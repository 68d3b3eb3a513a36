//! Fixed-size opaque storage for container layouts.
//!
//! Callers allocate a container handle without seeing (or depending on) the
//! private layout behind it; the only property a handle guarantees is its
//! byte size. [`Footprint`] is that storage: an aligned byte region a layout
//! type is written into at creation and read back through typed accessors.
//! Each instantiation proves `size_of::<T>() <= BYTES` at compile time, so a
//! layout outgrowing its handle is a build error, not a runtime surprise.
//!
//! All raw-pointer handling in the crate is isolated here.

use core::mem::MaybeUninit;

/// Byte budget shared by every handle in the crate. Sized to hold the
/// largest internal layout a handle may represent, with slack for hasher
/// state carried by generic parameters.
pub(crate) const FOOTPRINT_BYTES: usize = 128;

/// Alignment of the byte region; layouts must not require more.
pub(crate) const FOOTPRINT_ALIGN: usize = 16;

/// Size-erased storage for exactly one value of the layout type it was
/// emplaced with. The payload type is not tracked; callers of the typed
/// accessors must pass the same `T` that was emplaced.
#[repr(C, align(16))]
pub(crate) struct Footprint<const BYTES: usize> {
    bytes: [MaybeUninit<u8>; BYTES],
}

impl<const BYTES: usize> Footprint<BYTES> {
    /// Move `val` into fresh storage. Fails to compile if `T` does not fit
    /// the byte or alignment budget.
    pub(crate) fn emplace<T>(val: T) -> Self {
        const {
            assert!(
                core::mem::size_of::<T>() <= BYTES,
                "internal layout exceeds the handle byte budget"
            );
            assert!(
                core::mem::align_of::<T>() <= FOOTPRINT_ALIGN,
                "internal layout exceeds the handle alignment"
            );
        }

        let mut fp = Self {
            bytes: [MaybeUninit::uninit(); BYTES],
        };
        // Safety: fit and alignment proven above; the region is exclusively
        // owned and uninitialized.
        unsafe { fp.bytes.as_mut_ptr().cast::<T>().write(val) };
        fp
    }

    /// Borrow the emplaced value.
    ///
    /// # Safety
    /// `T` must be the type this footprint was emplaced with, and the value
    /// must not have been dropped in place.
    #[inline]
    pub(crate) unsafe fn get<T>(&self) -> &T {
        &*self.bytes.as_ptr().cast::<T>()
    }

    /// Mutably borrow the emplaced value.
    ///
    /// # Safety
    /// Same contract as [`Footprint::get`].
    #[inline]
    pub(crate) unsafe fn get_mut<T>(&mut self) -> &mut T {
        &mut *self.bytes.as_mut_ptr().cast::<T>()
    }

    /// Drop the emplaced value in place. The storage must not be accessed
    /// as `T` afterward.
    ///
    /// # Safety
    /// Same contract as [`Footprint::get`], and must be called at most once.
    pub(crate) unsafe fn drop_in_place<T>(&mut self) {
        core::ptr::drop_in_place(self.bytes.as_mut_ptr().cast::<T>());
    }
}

##############################

Could you transcribe all of the entries exactly, leaving nothing out?

repository 68d3b3eb3a513a36
//! Fixed-size opaque storage for container layouts.
//!
//! Callers allocate a container handle without seeing (or depending on) the
//! private layout behind it; the only property a handle guarantees is its
//! byte size. [`Footprint`] is that storage: an aligned byte region a layout
//! type is written into at creation and read back through typed accessors.
//! Each instantiation proves `size_of::<T>() <= BYTES` at compile time, so a
//! layout outgrowing its handle is a build error, not a runtime surprise.
//!
//! All raw-pointer handling in the crate is isolated here.

use core::mem::MaybeUninit;

/// Byte budget shared by every handle in the crate. Sized to hold the
/// largest internal layout a handle may represent, with slack for hasher
/// state carried by generic parameters.
pub(crate) const FOOTPRINT_BYTES: usize = 128;

/// Alignment of the byte region; layouts must not require more.
pub(crate) const FOOTPRINT_ALIGN: usize = 16;

/// Size-erased storage for exactly one value of the layout type it was
/// emplaced with. The payload type is not tracked; callers of the typed
/// accessors must pass the same `T` that was emplaced.
#[repr(C, align(16))]
pub(crate) struct Footprint<const BYTES: usize> {
    bytes: [MaybeUninit<u8>; BYTES],
}

impl<const BYTES: usize> Footprint<BYTES> {
    /// Move `val` into fresh storage. Fails to compile if `T` does not fit
    /// the byte or alignment budget.
    pub(crate) fn emplace<T>(val: T) -> Self {
        const {
            assert!(
                core::mem::size_of::<T>() <= BYTES,
                "internal layout exceeds the handle byte budget"
            );
            assert!(
                core::mem::align_of::<T>() <= FOOTPRINT_ALIGN,
                "internal layout exceeds the handle alignment"
            );
        }

        let mut fp = Self {
            bytes: [MaybeUninit::uninit(); BYTES],
        };
        // Safety: fit and alignment proven above; the region is exclusively
        // owned and uninitialized.
        unsafe { fp.bytes.as_mut_ptr().cast::<T>().write(val) };
        fp
    }

    /// Borrow the emplaced value.
    ///
    /// # Safety
    /// `T` must be the type this footprint was emplaced with, and the value
    /// must not have been dropped in place.
    #[inline]
    pub(crate) unsafe fn get<T>(&self) -> &T {
        &*self.bytes.as_ptr().cast::<T>()
    }

    /// Mutably borrow the emplaced value.
    ///
    /// # Safety
    /// Same contract as [`Footprint::get`].
    #[inline]
    pub(crate) unsafe fn get_mut<T>(&mut self) -> &mut T {
        &mut *self.bytes.as_mut_ptr().cast::<T>()
    }

    /// Drop the emplaced value in place. The storage must not be accessed
    /// as `T` afterward.
    ///
    /// # Safety
    /// Same contract as [`Footprint::get`], and must be called at most once.
    pub(crate) unsafe fn drop_in_place<T>(&mut self) {
        core::ptr::drop_in_place(self.bytes.as_mut_ptr().cast::<T>());
    }
}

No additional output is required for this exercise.